Your job is to copy all the entries precisely as they stand.

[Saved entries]
════════════════
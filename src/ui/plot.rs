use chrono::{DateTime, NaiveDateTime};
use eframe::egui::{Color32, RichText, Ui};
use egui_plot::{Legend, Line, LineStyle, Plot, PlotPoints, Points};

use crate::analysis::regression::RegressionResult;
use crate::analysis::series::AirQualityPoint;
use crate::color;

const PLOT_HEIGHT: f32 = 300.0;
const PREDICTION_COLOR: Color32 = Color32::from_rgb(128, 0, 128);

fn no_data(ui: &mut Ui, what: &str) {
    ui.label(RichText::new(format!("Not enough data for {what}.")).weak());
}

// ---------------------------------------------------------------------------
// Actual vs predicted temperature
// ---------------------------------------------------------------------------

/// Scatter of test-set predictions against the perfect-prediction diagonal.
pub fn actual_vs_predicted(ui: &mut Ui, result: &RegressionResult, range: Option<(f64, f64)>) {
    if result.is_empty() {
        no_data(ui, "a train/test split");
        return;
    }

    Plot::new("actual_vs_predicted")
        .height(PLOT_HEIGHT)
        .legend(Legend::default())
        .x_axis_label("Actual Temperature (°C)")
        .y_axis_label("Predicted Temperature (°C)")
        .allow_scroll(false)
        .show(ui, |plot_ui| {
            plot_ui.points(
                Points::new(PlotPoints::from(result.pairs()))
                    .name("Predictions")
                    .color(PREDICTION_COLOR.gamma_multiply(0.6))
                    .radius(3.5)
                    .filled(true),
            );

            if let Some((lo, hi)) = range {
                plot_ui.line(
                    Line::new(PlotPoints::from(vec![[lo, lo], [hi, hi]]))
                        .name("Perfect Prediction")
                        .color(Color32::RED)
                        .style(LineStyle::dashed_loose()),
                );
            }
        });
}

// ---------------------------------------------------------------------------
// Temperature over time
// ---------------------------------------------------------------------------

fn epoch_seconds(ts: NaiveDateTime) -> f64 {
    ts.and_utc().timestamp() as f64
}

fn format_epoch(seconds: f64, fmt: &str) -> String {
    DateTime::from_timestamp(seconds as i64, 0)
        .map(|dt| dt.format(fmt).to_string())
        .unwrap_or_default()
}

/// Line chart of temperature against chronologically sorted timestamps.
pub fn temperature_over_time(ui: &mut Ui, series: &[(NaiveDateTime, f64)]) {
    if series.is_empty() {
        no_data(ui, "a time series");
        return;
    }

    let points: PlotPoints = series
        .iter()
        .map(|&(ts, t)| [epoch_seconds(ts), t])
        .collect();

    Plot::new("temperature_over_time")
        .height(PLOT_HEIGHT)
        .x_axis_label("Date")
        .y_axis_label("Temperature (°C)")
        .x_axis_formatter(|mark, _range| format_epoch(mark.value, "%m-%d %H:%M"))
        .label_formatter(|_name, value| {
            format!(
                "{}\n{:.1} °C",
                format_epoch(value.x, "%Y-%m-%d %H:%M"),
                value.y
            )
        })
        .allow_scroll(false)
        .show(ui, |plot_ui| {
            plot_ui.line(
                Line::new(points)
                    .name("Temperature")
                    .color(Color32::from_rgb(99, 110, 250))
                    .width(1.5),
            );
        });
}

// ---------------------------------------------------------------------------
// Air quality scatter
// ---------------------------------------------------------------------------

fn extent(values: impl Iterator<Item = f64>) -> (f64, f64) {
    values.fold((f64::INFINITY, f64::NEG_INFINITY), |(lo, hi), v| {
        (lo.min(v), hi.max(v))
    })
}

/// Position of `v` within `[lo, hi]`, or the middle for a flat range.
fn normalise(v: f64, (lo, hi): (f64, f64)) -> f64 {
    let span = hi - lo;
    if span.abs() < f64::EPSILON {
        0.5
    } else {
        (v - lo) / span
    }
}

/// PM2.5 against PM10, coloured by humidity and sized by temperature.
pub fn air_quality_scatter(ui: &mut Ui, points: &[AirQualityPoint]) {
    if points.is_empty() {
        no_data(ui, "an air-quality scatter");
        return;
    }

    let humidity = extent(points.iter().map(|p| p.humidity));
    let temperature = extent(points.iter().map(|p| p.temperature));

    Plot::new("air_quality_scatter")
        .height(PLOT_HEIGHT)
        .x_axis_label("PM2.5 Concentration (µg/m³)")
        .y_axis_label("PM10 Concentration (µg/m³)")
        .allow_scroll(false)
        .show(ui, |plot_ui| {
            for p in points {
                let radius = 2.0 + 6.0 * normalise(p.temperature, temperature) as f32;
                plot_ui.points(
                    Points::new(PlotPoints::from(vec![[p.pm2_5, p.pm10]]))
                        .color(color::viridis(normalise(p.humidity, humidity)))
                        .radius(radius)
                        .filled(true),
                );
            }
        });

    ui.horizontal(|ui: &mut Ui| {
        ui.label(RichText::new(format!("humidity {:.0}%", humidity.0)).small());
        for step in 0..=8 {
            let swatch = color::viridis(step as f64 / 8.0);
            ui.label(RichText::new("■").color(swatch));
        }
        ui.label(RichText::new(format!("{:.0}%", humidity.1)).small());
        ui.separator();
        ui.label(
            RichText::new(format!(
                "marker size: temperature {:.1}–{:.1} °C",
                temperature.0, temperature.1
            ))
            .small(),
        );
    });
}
════════════════
> [Solution for this exercise]
filename src/ui/plot.rs
use chrono::{DateTime, NaiveDateTime};
use eframe::egui::{Color32, RichText, Ui};
use egui_plot::{Legend, Line, LineStyle, Plot, PlotPoints, Points};

use crate::analysis::regression::RegressionResult;
use crate::analysis::series::AirQualityPoint;
use crate::color;

const PLOT_HEIGHT: f32 = 300.0;
const PREDICTION_COLOR: Color32 = Color32::from_rgb(128, 0, 128);

fn no_data(ui: &mut Ui, what: &str) {
    ui.label(RichText::new(format!("Not enough data for {what}.")).weak());
}

// ---------------------------------------------------------------------------
// Actual vs predicted temperature
// ---------------------------------------------------------------------------

/// Scatter of test-set predictions against the perfect-prediction diagonal.
pub fn actual_vs_predicted(ui: &mut Ui, result: &RegressionResult, range: Option<(f64, f64)>) {
    if result.is_empty() {
        no_data(ui, "a train/test split");
        return;
    }

    Plot::new("actual_vs_predicted")
        .height(PLOT_HEIGHT)
        .legend(Legend::default())
        .x_axis_label("Actual Temperature (°C)")
        .y_axis_label("Predicted Temperature (°C)")
        .allow_scroll(false)
        .show(ui, |plot_ui| {
            plot_ui.points(
                Points::new(PlotPoints::from(result.pairs()))
                    .name("Predictions")
                    .color(PREDICTION_COLOR.gamma_multiply(0.6))
                    .radius(3.5)
                    .filled(true),
            );

            if let Some((lo, hi)) = range {
                plot_ui.line(
                    Line::new(PlotPoints::from(vec![[lo, lo], [hi, hi]]))
                        .name("Perfect Prediction")
                        .color(Color32::RED)
                        .style(LineStyle::dashed_loose()),
                );
            }
        });
}

// ---------------------------------------------------------------------------
// Temperature over time
// ---------------------------------------------------------------------------

fn epoch_seconds(ts: NaiveDateTime) -> f64 {
    ts.and_utc().timestamp() as f64
}

fn format_epoch(seconds: f64, fmt: &str) -> String {
    DateTime::from_timestamp(seconds as i64, 0)
        .map(|dt| dt.format(fmt).to_string())
        .unwrap_or_default()
}

/// Line chart of temperature against chronologically sorted timestamps.
pub fn temperature_over_time(ui: &mut Ui, series: &[(NaiveDateTime, f64)]) {
    if series.is_empty() {
        no_data(ui, "a time series");
        return;
    }

    let points: PlotPoints = series
        .iter()
        .map(|&(ts, t)| [epoch_seconds(ts), t])
        .collect();

    Plot::new("temperature_over_time")
        .height(PLOT_HEIGHT)
        .x_axis_label("Date")
        .y_axis_label("Temperature (°C)")
        .x_axis_formatter(|mark, _range| format_epoch(mark.value, "%m-%d %H:%M"))
        .label_formatter(|_name, value| {
            format!(
                "{}\n{:.1} °C",
                format_epoch(value.x, "%Y-%m-%d %H:%M"),
                value.y
            )
        })
        .allow_scroll(false)
        .show(ui, |plot_ui| {
            plot_ui.line(
                Line::new(points)
                    .name("Temperature")
                    .color(Color32::from_rgb(99, 110, 250))
                    .width(1.5),
            );
        });
}

// ---------------------------------------------------------------------------
// Air quality scatter
// ---------------------------------------------------------------------------

fn extent(values: impl Iterator<Item = f64>) -> (f64, f64) {
    values.fold((f64::INFINITY, f64::NEG_INFINITY), |(lo, hi), v| {
        (lo.min(v), hi.max(v))
    })
}

/// Position of `v` within `[lo, hi]`, or the middle for a flat range.
fn normalise(v: f64, (lo, hi): (f64, f64)) -> f64 {
    let span = hi - lo;
    if span.abs() < f64::EPSILON {
        0.5
    } else {
        (v - lo) / span
    }
}

/// PM2.5 against PM10, coloured by humidity and sized by temperature.
pub fn air_quality_scatter(ui: &mut Ui, points: &[AirQualityPoint]) {
    if points.is_empty() {
        no_data(ui, "an air-quality scatter");
        return;
    }

    let humidity = extent(points.iter().map(|p| p.humidity));
    let temperature = extent(points.iter().map(|p| p.temperature));

    Plot::new("air_quality_scatter")
        .height(PLOT_HEIGHT)
        .x_axis_label("PM2.5 Concentration (µg/m³)")
        .y_axis_label("PM10 Concentration (µg/m³)")
        .allow_scroll(false)
        .show(ui, |plot_ui| {
            for p in points {
                let radius = 2.0 + 6.0 * normalise(p.temperature, temperature) as f32;
                plot_ui.points(
                    Points::new(PlotPoints::from(vec![[p.pm2_5, p.pm10]]))
                        .color(color::viridis(normalise(p.humidity, humidity)))
                        .radius(radius)
                        .filled(true),
                );
            }
        });

    ui.horizontal(|ui: &mut Ui| {
        ui.label(RichText::new(format!("humidity {:.0}%", humidity.0)).small());
        for step in 0..=8 {
            let swatch = color::viridis(step as f64 / 8.0);
            ui.label(RichText::new("■").color(swatch));
        }
        ui.label(RichText::new(format!("{:.0}%", humidity.1)).small());
        ui.separator();
        ui.label(
            RichText::new(format!(
                "marker size: temperature {:.1}–{:.1} °C",
                temperature.0, temperature.1
            ))
            .small(),
        );
    });
}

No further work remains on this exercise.